On October 21, 2005, the Company entered into a Business Restructuring Agreement
(the "Agreement") with Team Allied Profits Limited, a British Virgin Islands
corporation (the "Consultant"). The Consultant was engaged by the Company to
provide business restructuring services in order to solicit suitable businesses
in Hong Kong or China with net asset values not less than $4,000,000 for
acquisitions by the Company in order to restructure its business operations.

On April 9, 2006, the Company entered into a Sale and Purchase Agreement (the
"Sale and Purchase Agreement") with RC Capital, Dalian Fengming International
Recreation Town Co., Ltd. ("Dalian Fengming") and Ms. Hoi-ho Kiu, CEO of the
Company, which sets forth the terms and conditions of the acquisition of Dalian
Fengming International Recreation Town Phase II ("Recreation Town") in exchange
for 28,000,000 shares of common stock in the Company. The transaction is
contemplated to be closed on or before July 31, 2006.

Recreation Town is a piece of undeveloped land of 1,000,000 square meters
located in a peninsula in Dalian, China. Recreation Town was part of a large
resort project originally planned to be developed by Dalian Fengming in 1992
which was never started due to lack of financing for development. According to
Dalian Fengming, the current market value of Recreation Town is approximately
RMB 600 million (approximately $75,000,000).

There were never any operations conducted with Recreation Town. The Company
plans to commence the development of Recreation Town in the near future.
Accordingly, it is actively seeking equity and/or debt financing in an amount up
to $25,000,000, in order to finance the anticipated development costs.

Pursuant to the Sale and Purchase Agreement, the Registrant shall issue
18,000,000 shares and 10,000,000 shares of common stock to Ms. Hoi-ho Kiu and
Dalian Fengming, respectively. The total fair market value of such shares is
considered to be $75,000,000.





As of the date of this Report, the Consultant is performing due diligence
reviews on several real estate projects in China which may be suitable
acquisition candidates for the Company.

The Company is also actively seeking acquisition opportunities to acquire
profitable businesses or operations which may include plant and significant
equipment. As such, it is expected by the management that the Company may need
to raise additional funds in addition to the $25,000,000 as referred above in
the next twelve months for such acquisition purposes. Management does not expect
that the Company will incur significant research and development costs.

Competition

The Company believes that RC Capital is one of the few companies in Hong Kong
and Southern China to offer the following services to clients in Hong Kong and
China:

1.   introduction of United States listing professional parties including legal
     firms and accounting firms; and
2.   financial reporting consultancy services for United States listings.
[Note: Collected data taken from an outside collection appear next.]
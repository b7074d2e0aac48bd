/// One four-line FASTQ record, lines kept as raw bytes without terminators.
#[derive(Debug, Clone, PartialEq, Eq, Default)]
pub struct FastqRecord {
    pub header: Vec<u8>,
    pub seq: Vec<u8>,
    pub sep: Vec<u8>,
    pub qual: Vec<u8>,
}

impl FastqRecord {
    /// Remove every space from an `@` header. Returns whether the header changed.
    pub fn fix_header(&mut self) -> bool {
        if !self.header.starts_with(b"@") {
            return false;
        }
        let before = self.header.len();
        self.header.retain(|&b| b != b' ');
        self.header.len() != before
    }
}
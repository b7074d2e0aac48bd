use std::io;
use std::path::PathBuf;
use thiserror::Error;

#[derive(Debug, Clone, Copy, PartialEq, Eq)]
pub struct IoContext {
    pub byte_pos: u64,
    pub line_num: u64,
}

#[derive(Debug, Error, PartialEq, Eq)]
pub enum FormatError {
    #[error("stream ended {lines} line(s) into a record")]
    Truncated { lines: usize },
    #[error("blank line where a header was expected, with input remaining")]
    BlankHeader,
}

#[derive(Debug, Error)]
pub enum FixError {
    #[error("file name {name:?} has no '.' to split a compound extension from")]
    InvalidFilename { name: String },
    #[error("cannot open input {}: {source}", .path.display())]
    FileNotFound {
        path: PathBuf,
        #[source]
        source: io::Error,
    },
    #[error("gzip read error at {ctx:?}: {source}")]
    Decompression {
        #[source]
        source: io::Error,
        ctx: IoContext,
    },
    #[error("malformed record at {ctx:?}: {source}")]
    MalformedRecord {
        #[source]
        source: FormatError,
        ctx: IoContext,
    },
    #[error("cannot write output {}: {source}", .path.display())]
    OutputWrite {
        path: PathBuf,
        #[source]
        source: io::Error,
    },
}

impl FixError {
    pub(crate) fn gz_err(source: io::Error, ctx: IoContext) -> Self {
        Self::Decompression { source, ctx }
    }
    pub(crate) fn fmt_err(source: FormatError, ctx: IoContext) -> Self {
        Self::MalformedRecord { source, ctx }
    }
    pub(crate) fn out_err(path: impl Into<PathBuf>, source: io::Error) -> Self {
        Self::OutputWrite {
            path: path.into(),
            source,
        }
    }

    /// Process exit code for this error kind. `2` is left to argument parsing.
    pub fn exit_code(&self) -> u8 {
        match self {
            Self::InvalidFilename { .. } => 3,
            Self::FileNotFound { .. } => 4,
            Self::Decompression { .. } => 5,
            Self::MalformedRecord { .. } => 6,
            Self::OutputWrite { .. } => 7,
        }
    }
}
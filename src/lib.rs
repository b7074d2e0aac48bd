//! Repair FASTQ read headers mangled by demultiplexing.
//!
//! - Reads one gzip FASTQ file as strict four-line records (streaming).
//! - Removes every space from `@` header lines; sequence, separator and
//!   quality lines pass through byte-identical.
//! - Writes `<name>_fixed.<ext>` (gzip) and never overwrites an existing one.
//! - Trailing partial records: warn and drop (default) or return an error.

pub mod error;
pub mod fixer;
pub mod naming;
pub mod policy;
pub mod reader;
pub mod record;
pub mod writer;
mod util;

pub use crate::error::{FixError, FormatError, IoContext};
pub use crate::fixer::{FixConfig, FixReport, Outcome, fix};
pub use crate::naming::{NameParts, SUPPORTED_EXTENSIONS};
pub use crate::policy::{ErrorPolicy, FixOptions};
pub use crate::reader::FastqReader;
pub use crate::record::FastqRecord;
pub use crate::writer::FastqWriter;
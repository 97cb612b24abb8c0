use axum::{
    extract::Request,
    http::{header, Method},
    middleware::{self, Next},
    response::{IntoResponse, Response},
    routing::{delete, get},
    Router,
};
use std::any::Any;
use tower::ServiceBuilder;
use tower_http::{
    catch_panic::CatchPanicLayer,
    cors::{Any as AnyOrigin, CorsLayer},
    request_id::{MakeRequestUuid, PropagateRequestIdLayer, SetRequestIdLayer},
    trace::TraceLayer,
};
use utoipa::OpenApi;
use utoipa_swagger_ui::SwaggerUi;

use crate::api_doc::ApiDoc;
use crate::error::ApiError;
use crate::handlers::{
    create_route_handler, create_user_handler, delete_route_handler, fallback_handler,
    get_user_handler, health_handler, info_handler, list_routes_handler, list_users_handler,
    root_handler,
};
use crate::routes;
use crate::state::AppState;

/// Build the application router: static endpoints first, everything else
/// goes to the dynamic route fallback.
pub fn build_router(state: AppState) -> Router {
    let router = Router::new()
        .route(routes::ROOT, get(root_handler))
        .route(routes::HEALTH, get(health_handler))
        .route(routes::API_INFO, get(info_handler))
        .route(routes::USERS, get(list_users_handler).post(create_user_handler))
        .route(routes::USER_ITEM, get(get_user_handler))
        .route(
            routes::DYNAMIC_ROUTES,
            get(list_routes_handler).post(create_route_handler),
        )
        .route(routes::DYNAMIC_ROUTE_ITEM, delete(delete_route_handler))
        .merge(SwaggerUi::new(routes::SWAGGER_UI).url(routes::OPENAPI_JSON, ApiDoc::openapi()))
        .fallback(fallback_handler)
        // A known path with an unregistered method is still a miss.
        .method_not_allowed_fallback(fallback_handler);

    with_middleware(router).with_state(state)
}

/// Wrap a router in the shared middleware stack (outermost first)
fn with_middleware(router: Router<AppState>) -> Router<AppState> {
    router.layer(
        ServiceBuilder::new()
            .layer(CatchPanicLayer::custom(handle_panic))
            .layer(SetRequestIdLayer::x_request_id(MakeRequestUuid))
            .layer(TraceLayer::new_for_http())
            .layer(PropagateRequestIdLayer::x_request_id())
            .layer(cors_layer())
            .layer(middleware::from_fn(log_request)),
    )
}

fn cors_layer() -> CorsLayer {
    CorsLayer::new()
        .allow_origin(AnyOrigin)
        .allow_methods([
            Method::GET,
            Method::POST,
            Method::PUT,
            Method::DELETE,
            Method::OPTIONS,
        ])
        .allow_headers([
            header::ORIGIN,
            header::CONTENT_TYPE,
            header::ACCEPT,
            header::AUTHORIZATION,
        ])
}

async fn log_request(request: Request, next: Next) -> Response {
    tracing::info!(method = %request.method(), path = %request.uri().path(), "Incoming request");
    tracing::debug!(headers = ?request.headers(), "Request headers");
    next.run(request).await
}

fn handle_panic(err: Box<dyn Any + Send + 'static>) -> Response {
    let details = if let Some(s) = err.downcast_ref::<String>() {
        s.clone()
    } else if let Some(s) = err.downcast_ref::<&str>() {
        s.to_string()
    } else {
        "unknown panic payload".to_string()
    };

    ApiError::from(anyhow::anyhow!("handler panicked: {}", details)).into_response()
}
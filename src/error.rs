use axum::{
    extract::rejection::JsonRejection,
    http::StatusCode,
    response::{IntoResponse, Response},
    Json,
};
use serde::{Deserialize, Serialize};
use serde_json::Value as JsonValue;

use crate::models::{now_rfc3339, UnmatchedRequest};
use crate::route_store::StoreError;

/// Error response type
///
/// Same shape as [`crate::models::Envelope`] with `error` always set.
#[derive(Debug, Serialize, Deserialize, utoipa::ToSchema)]
pub struct ErrorResponse {
    #[serde(skip_serializing_if = "Option::is_none")]
    pub message: Option<String>,
    #[serde(skip_serializing_if = "Option::is_none")]
    pub data: Option<JsonValue>,
    pub timestamp: String,
    pub error: String,
}

/// Custom error type for API endpoints
///
/// Every variant is rendered as the common envelope with `error` set, so
/// clients see the same shape whether a request succeeds or fails.
#[derive(Debug)]
pub enum ApiError {
    /// Missing or empty required field
    BadRequest(String),
    /// Request body is not valid JSON for the endpoint
    InvalidJson(String),
    /// Dynamic route id in path parameter is not an integer
    InvalidRouteId(String),
    /// Dynamic route path already registered
    RouteConflict(String),
    /// No dynamic route with this id
    RouteNotFound(i64),
    /// No user with this id
    UserNotFound(String),
    /// Neither a static nor a dynamic route matched
    NoRoute { method: String, path: String },
    /// Unexpected internal failure
    Internal(anyhow::Error),
}

impl ApiError {
    pub fn status(&self) -> StatusCode {
        match self {
            ApiError::BadRequest(_) | ApiError::InvalidJson(_) | ApiError::InvalidRouteId(_) => {
                StatusCode::BAD_REQUEST
            }
            ApiError::RouteConflict(_) => StatusCode::CONFLICT,
            ApiError::RouteNotFound(_) | ApiError::UserNotFound(_) | ApiError::NoRoute { .. } => {
                StatusCode::NOT_FOUND
            }
            ApiError::Internal(_) => StatusCode::INTERNAL_SERVER_ERROR,
        }
    }
}

impl IntoResponse for ApiError {
    fn into_response(self) -> Response {
        let status = self.status();
        let (error_message, data) = match self {
            ApiError::BadRequest(msg) => (msg, None),
            ApiError::InvalidJson(msg) => (format!("Invalid request body: {}", msg), None),
            ApiError::InvalidRouteId(id) => {
                (format!("Invalid route id: expected an integer, got '{}'", id), None)
            }
            ApiError::RouteConflict(path) => (format!("Path already registered: {}", path), None),
            ApiError::RouteNotFound(id) => (format!("Route not found: {}", id), None),
            ApiError::UserNotFound(id) => (format!("User not found: {}", id), None),
            ApiError::NoRoute { method, path } => (
                "Page not found (no static or dynamic route matched)".to_string(),
                serde_json::to_value(UnmatchedRequest { path, method }).ok(),
            ),
            ApiError::Internal(err) => {
                tracing::error!("Internal error: {:#}", err);
                ("Internal server error".to_string(), None)
            }
        };

        let body = Json(ErrorResponse {
            message: None,
            data,
            timestamp: now_rfc3339(),
            error: error_message,
        });

        (status, body).into_response()
    }
}

impl From<StoreError> for ApiError {
    fn from(err: StoreError) -> Self {
        match err {
            StoreError::Conflict { path } => ApiError::RouteConflict(path),
            StoreError::NotFound { id } => ApiError::RouteNotFound(id),
        }
    }
}

impl From<JsonRejection> for ApiError {
    fn from(rejection: JsonRejection) -> Self {
        ApiError::InvalidJson(rejection.body_text())
    }
}

impl From<anyhow::Error> for ApiError {
    fn from(err: anyhow::Error) -> Self {
        ApiError::Internal(err)
    }
}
The principal competitors of RC Capital are Yorkshire Capital and Orient
Financial Services Limited, both of which provide similar services to Hong Kong
and China customers.

Any services that RC Capital markets will have to compete for market acceptance
and market share. An important factor in this competition may be prompt response
to assist clients in compliance of financial reporting requirements.
Accordingly, the relative devotedness with which RC Capital's management team
will be important competitive factors.

Regulation

RC Capital's services are not subject to regulations in Hong Kong and China.

Employees

As of March 31, 2006, RC Capital did not have any employees. In the future, none
of RC Capital's employees will be represented by labor unions.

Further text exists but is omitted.